Difret's producer and director

Difret's producer Mehret Mandefro and the film's writer and director Zeresenay Berhane Mehari. 


Tennessee Watson

Difret is a film inspired by the true story of two Ethiopians, a young girl named Aberash Bekele and her lawyer, Meaza Ashenafi.

Bekele inspired the character Hirut, a 14-year-old girl we follow in the film as she bounds home from school. The mood shifts as she’s surrounded by a band of men on horseback. She’s taken to a hut on the edge of town where she is raped. Later she sneaks off — grabbing her captor’s rifle — but he follows her into the woods. Cornered, she turns to face this man who hopes to be her husband and pulls the trigger.

With that shot, she interrupts one of Ethiopia’s oldest traditions: the violent practice of Telefa, where men rape and abduct young girls into marriage.

Hirut is arrested and charged with murder. Ashenafi, the founder of the Ethiopian Women Lawyers' Association, rushes three hours from the capital to take the girl’s case. Her trial eventually leads to a strengthening of Ethiopia's laws against child marriage.

Despite the gains chronicled in the film, the ancient tradition of Telefa is still prevalent.

Difret's producer, Mehret Mandefro, and her husband, the film's writer and director Zeresenay Berhane Mehari, are both Ethiopian. It was important for them to take a critical look at their culture's transformation, but without demonizing tradition.

“There are multiple people who came up to us after seeing the film saying 'I thought this was a story about another horrible thing about Africa and what happens to women.' And at the end of the film they come out sympathetic to the men because they don’t know better,” Mehari says.

“That’s why I think film is powerful at teaching empathy,” Mandefro adds. “It can put you in another persons shoes without judging them. And solutions start to look different. When you’re judging people all the time, certain solutions are closed off. This film provides an entry point where you can actually kind of see that maybe you can change it.”

What Difret captures is how solutions came from within Ethiopia — not from outside organizations or initiatives. For Ethiopian-born, New York-based painter Julie Mehretu, that’s what makes Difret a powerful piece of art.

“This is a really intense topic, but it's a topic that really requires an in depth examination and cultural specificity. It's an amazing thing to have an Ethiopian male feminist take on this story and articulate this narrative of amazing Ethiopian women,” she says.

Mehretu and her partner Jessica Rankin, along with Angelina Jolie, supported the film as executive producers. After reading the script, Mehretu and Rankin provided funds to get the film into production.

“It’s not just that this is a bad tradition. That is something that you don’t need the film to tell you. It shows the complexity of tradition and culture and evolution and change, and it shows the self-determining aspect of human beings, this desire for resistance from within,” Mehretu says.
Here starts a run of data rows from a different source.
//! Server certificate issuer pinning.
//!
//! The Authware API is only reachable through certificates issued by a small
//! set of certificate authorities. [`IssuerPinningVerifier`] rejects any
//! end-entity certificate whose issuer name does not contain one of the
//! [`TrustedIssuers`] fragments, then runs the standard WebPKI chain and
//! hostname validation on the certificates it accepts.
//!
//! Issuer names are rendered most-specific attribute first, e.g.
//! `CN=R3, O=Let's Encrypt, C=US`, and matched by substring.
//!
//! ```rust
//! use authware_client::tls::TrustedIssuers;
//!
//! let issuers = TrustedIssuers::default();
//! assert!(issuers.matches("CN=R3, O=Let's Encrypt, C=US"));
//! assert!(!issuers.matches("CN=Example CA, O=Example Corp, C=US"));
//! ```

use std::sync::Arc;

use rustls::client::danger::{HandshakeSignatureValid, ServerCertVerified, ServerCertVerifier};
use rustls::client::WebPkiServerVerifier;
use rustls::crypto::CryptoProvider;
use rustls::pki_types::{CertificateDer, ServerName, UnixTime};
use rustls::{CertificateError, DigitallySignedStruct, RootCertStore, SignatureScheme};
use tracing::warn;
use x509_parser::prelude::{AttributeTypeAndValue, FromDer, X509Certificate, X509Name};

use crate::error::{Error, ErrorKind, Result};

/// Issuer of the Cloudflare edge certificates.
pub const CLOUDFLARE_ECC_CA3: &str = "CN=Cloudflare Inc ECC CA-3, O=Cloudflare, Inc., C=US";

/// Any Let's Encrypt intermediate.
pub const LETS_ENCRYPT: &str = ", O=Let's Encrypt, C=US";

/// Issuer name fragments a server certificate must match.
#[derive(Debug, Clone, PartialEq, Eq)]
pub struct TrustedIssuers(Vec<String>);

impl Default for TrustedIssuers {
    fn default() -> Self {
        Self::new([CLOUDFLARE_ECC_CA3, LETS_ENCRYPT])
    }
}

impl TrustedIssuers {
    /// Trust certificates whose issuer contains any of `fragments`.
    pub fn new<I, S>(fragments: I) -> Self
    where
        I: IntoIterator<Item = S>,
        S: Into<String>,
    {
        Self(fragments.into_iter().map(Into::into).collect())
    }

    /// Returns true if `issuer` contains one of the trusted fragments.
    pub fn matches(&self, issuer: &str) -> bool {
        self.0.iter().any(|fragment| issuer.contains(fragment.as_str()))
    }

    /// Number of trusted fragments.
    pub fn len(&self) -> usize {
        self.0.len()
    }

    /// Returns true if no issuer is trusted.
    pub fn is_empty(&self) -> bool {
        self.0.is_empty()
    }

    /// Check a DER-encoded certificate's issuer.
    pub fn check(
        &self,
        certificate: &CertificateDer<'_>,
    ) -> std::result::Result<(), rustls::Error> {
        let issuer = issuer_name(certificate.as_ref())
            .ok_or(rustls::Error::InvalidCertificate(CertificateError::BadEncoding))?;

        if self.matches(&issuer) {
            Ok(())
        } else {
            warn!(issuer = %issuer, "Rejecting server certificate from untrusted issuer");
            Err(rustls::Error::InvalidCertificate(
                CertificateError::ApplicationVerificationFailure,
            ))
        }
    }
}

/// Render the issuer of a DER-encoded certificate, most specific attribute
/// first. Returns `None` if the certificate does not parse.
pub fn issuer_name(der: &[u8]) -> Option<String> {
    let (_, certificate) = X509Certificate::from_der(der).ok()?;
    Some(render_name(certificate.issuer()))
}

fn render_name(name: &X509Name<'_>) -> String {
    let mut parts = Vec::new();
    let mut push = |label: &str, values: Vec<&str>| {
        parts.extend(values.into_iter().map(|v| format!("{label}={v}")));
    };

    push("CN", strs(name.iter_common_name()));
    push("OU", strs(name.iter_organizational_unit()));
    push("O", strs(name.iter_organization()));
    push("L", strs(name.iter_locality()));
    push("ST", strs(name.iter_state_or_province()));
    push("C", strs(name.iter_country()));

    parts.join(", ")
}

fn strs<'a, 'b: 'a>(attrs: impl Iterator<Item = &'a AttributeTypeAndValue<'b>>) -> Vec<&'a str> {
    attrs.filter_map(|a| a.as_str().ok()).collect()
}

/// Certificate verifier enforcing [`TrustedIssuers`] ahead of WebPKI
/// validation against the Mozilla root set.
#[derive(Debug)]
pub struct IssuerPinningVerifier {
    trusted: TrustedIssuers,
    inner: Arc<WebPkiServerVerifier>,
}

impl IssuerPinningVerifier {
    /// Build a verifier for the given issuers using `provider` for signatures.
    pub fn new(trusted: TrustedIssuers, provider: Arc<CryptoProvider>) -> Result<Self> {
        let roots = RootCertStore::from_iter(webpki_roots::TLS_SERVER_ROOTS.iter().cloned());
        let inner = WebPkiServerVerifier::builder_with_provider(Arc::new(roots), provider)
            .build()
            .map_err(|e| {
                Error::with_source(
                    ErrorKind::Config("failed to build certificate verifier".to_string()),
                    e,
                )
            })?;

        Ok(Self { trusted, inner })
    }

    /// The issuers this verifier accepts.
    pub fn trusted_issuers(&self) -> &TrustedIssuers {
        &self.trusted
    }
}

impl ServerCertVerifier for IssuerPinningVerifier {
    fn verify_server_cert(
        &self,
        end_entity: &CertificateDer<'_>,
        intermediates: &[CertificateDer<'_>],
        server_name: &ServerName<'_>,
        ocsp_response: &[u8],
        now: UnixTime,
    ) -> std::result::Result<ServerCertVerified, rustls::Error> {
        self.trusted.check(end_entity)?;
        self.inner
            .verify_server_cert(end_entity, intermediates, server_name, ocsp_response, now)
    }

    fn verify_tls12_signature(
        &self,
        message: &[u8],
        cert: &CertificateDer<'_>,
        dss: &DigitallySignedStruct,
    ) -> std::result::Result<HandshakeSignatureValid, rustls::Error> {
        self.inner.verify_tls12_signature(message, cert, dss)
    }

    fn verify_tls13_signature(
        &self,
        message: &[u8],
        cert: &CertificateDer<'_>,
        dss: &DigitallySignedStruct,
    ) -> std::result::Result<HandshakeSignatureValid, rustls::Error> {
        self.inner.verify_tls13_signature(message, cert, dss)
    }

    fn supported_verify_schemes(&self) -> Vec<SignatureScheme> {
        self.inner.supported_verify_schemes()
    }
}

#[cfg(test)]
mod tests {
    use super::*;
    use x509_parser::pem::parse_x509_pem;

    const UNTRUSTED_PEM: &[u8] = include_bytes!("../tests/fixtures/untrusted.pem");
    const CLOUDFLARE_PEM: &[u8] = include_bytes!("../tests/fixtures/cloudflare.pem");
    const LETS_ENCRYPT_PEM: &[u8] = include_bytes!("../tests/fixtures/letsencrypt.pem");

    fn der(pem: &[u8]) -> CertificateDer<'static> {
        let (_, pem) = parse_x509_pem(pem).unwrap();
        CertificateDer::from(pem.contents)
    }

    fn verifier() -> IssuerPinningVerifier {
        IssuerPinningVerifier::new(
            TrustedIssuers::default(),
            Arc::new(rustls::crypto::ring::default_provider()),
        )
        .unwrap()
    }

    fn verify(
        cert: &CertificateDer<'static>,
    ) -> std::result::Result<ServerCertVerified, rustls::Error> {
        let server_name = ServerName::try_from("api.authware.org").unwrap();
        verifier().verify_server_cert(cert, &[], &server_name, &[], UnixTime::now())
    }

    #[test]
    fn test_issuer_name_rendering() {
        assert_eq!(
            issuer_name(der(CLOUDFLARE_PEM).as_ref()).unwrap(),
            "CN=Cloudflare Inc ECC CA-3, O=Cloudflare, Inc., C=US"
        );
        assert_eq!(
            issuer_name(der(LETS_ENCRYPT_PEM).as_ref()).unwrap(),
            "CN=R3, O=Let's Encrypt, C=US"
        );
        assert_eq!(
            issuer_name(der(UNTRUSTED_PEM).as_ref()).unwrap(),
            "CN=Example Untrusted CA, O=Example Corp, C=US"
        );
    }

    #[test]
    fn test_default_issuers() {
        let issuers = TrustedIssuers::default();
        assert!(issuers.matches("CN=Cloudflare Inc ECC CA-3, O=Cloudflare, Inc., C=US"));
        assert!(issuers.matches("CN=E5, O=Let's Encrypt, C=US"));
        assert!(!issuers.matches("CN=Cloudflare Inc ECC CA-2, O=Cloudflare, Inc., C=US"));
        assert!(!issuers.matches("O=Let's Encrypt, C=US"));
        assert!(!issuers.matches(""));
    }

    #[test]
    fn test_untrusted_issuer_is_rejected() {
        let err = verify(&der(UNTRUSTED_PEM)).unwrap_err();
        assert_eq!(
            err,
            rustls::Error::InvalidCertificate(CertificateError::ApplicationVerificationFailure)
        );
    }

    #[test]
    fn test_trusted_issuer_name_still_requires_valid_chain() {
        // Self-signed lookalikes pass the issuer check but not WebPKI.
        for pem in [CLOUDFLARE_PEM, LETS_ENCRYPT_PEM] {
            let err = verify(&der(pem)).unwrap_err();
            assert_ne!(
                err,
                rustls::Error::InvalidCertificate(CertificateError::ApplicationVerificationFailure)
            );
        }
    }

    #[test]
    fn test_garbage_certificate_is_bad_encoding() {
        let err = TrustedIssuers::default()
            .check(&CertificateDer::from(vec![0u8, 1, 2, 3]))
            .unwrap_err();
        assert_eq!(
            err,
            rustls::Error::InvalidCertificate(CertificateError::BadEncoding)
        );
    }

    #[test]
    fn test_empty_issuer_set_trusts_nothing() {
        let issuers = TrustedIssuers::new(Vec::<String>::new());
        assert!(issuers.is_empty());
        assert!(issuers.check(&der(LETS_ENCRYPT_PEM)).is_err());
    }
}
The movie explains the global importance of self-defense for women, explains Kathy Bonk, executive director of the Communications Consortium Media Center. She has spent the last 30 years leveraging media to change domestic and global policies affecting women, children, and families. Difret’s message reminds her of The Burning Bed, a 1984 made-for-TV movie starring Farrah Fawcett as a woman who'd been abused by her husband for many years.

“She put gasoline around her husband’s bed, and lit the fire and killed him. And it really sparked the domestic violence movement in the United States because this woman was acquitted,” Bonk says.

Both The Burning Bed and Difret ask the audience to grapple with difficult questions like: Who's at fault, and how far is too far when it comes to abuse of women and girls? And finally, what difference can a film really make?

“It's the viewing of the film and also the conversation that takes place afterwards that equals, basically, a consciousness-raising moment so that both the men and the women, the mothers and the fathers, the girls and the boys come together and have an opportunity to express themselves about the destructive impact that something like an abduction of a young girl has. And if a film can spark that conversation that's certainly a step toward culture change,” Bonk says.

Ethiopia has a rich tradition of public debate and discussion, which is celebrated most notably in a scene from Difret depicting a traditional Ethiopian community court, where a group of men are gathered together under a shady sycamore tree to discuss how to respond to the tragedy that has befallen their community.

The filmmakers are hoping to initiate a similar discussion when they tour their film throughout rural Ethiopia this spring with pop-up cinemas — basically a large suitcase with a projector, a screen, a speaker, and a portable power pack. The film's director, Mehari, is unashamed to admit this set up is all a set-up.

“Whether you like it or not, if I go into a village and if I say to the local government or local leaders that I want to gather people to tell them about violence against women, I promise you no one is going to come. If you want to show a film, regardless of what it’s about, they are going to come out and see it. That will open up a conversation, hopefully,” he says.

A conversation about the treatment of women and girls, that includes women and girls.

And that’s what producer Mandefro wants to start tracking: how the conversation about Telefa begins to change in Ethiopia. “Ending Telefa is possible,” she says. “It’s not this thing that you have to accept will go on forever and ever. So for people to think that; that would be the victory.”

A theatrical release of Difret in the United States is slated for the spring of 2015.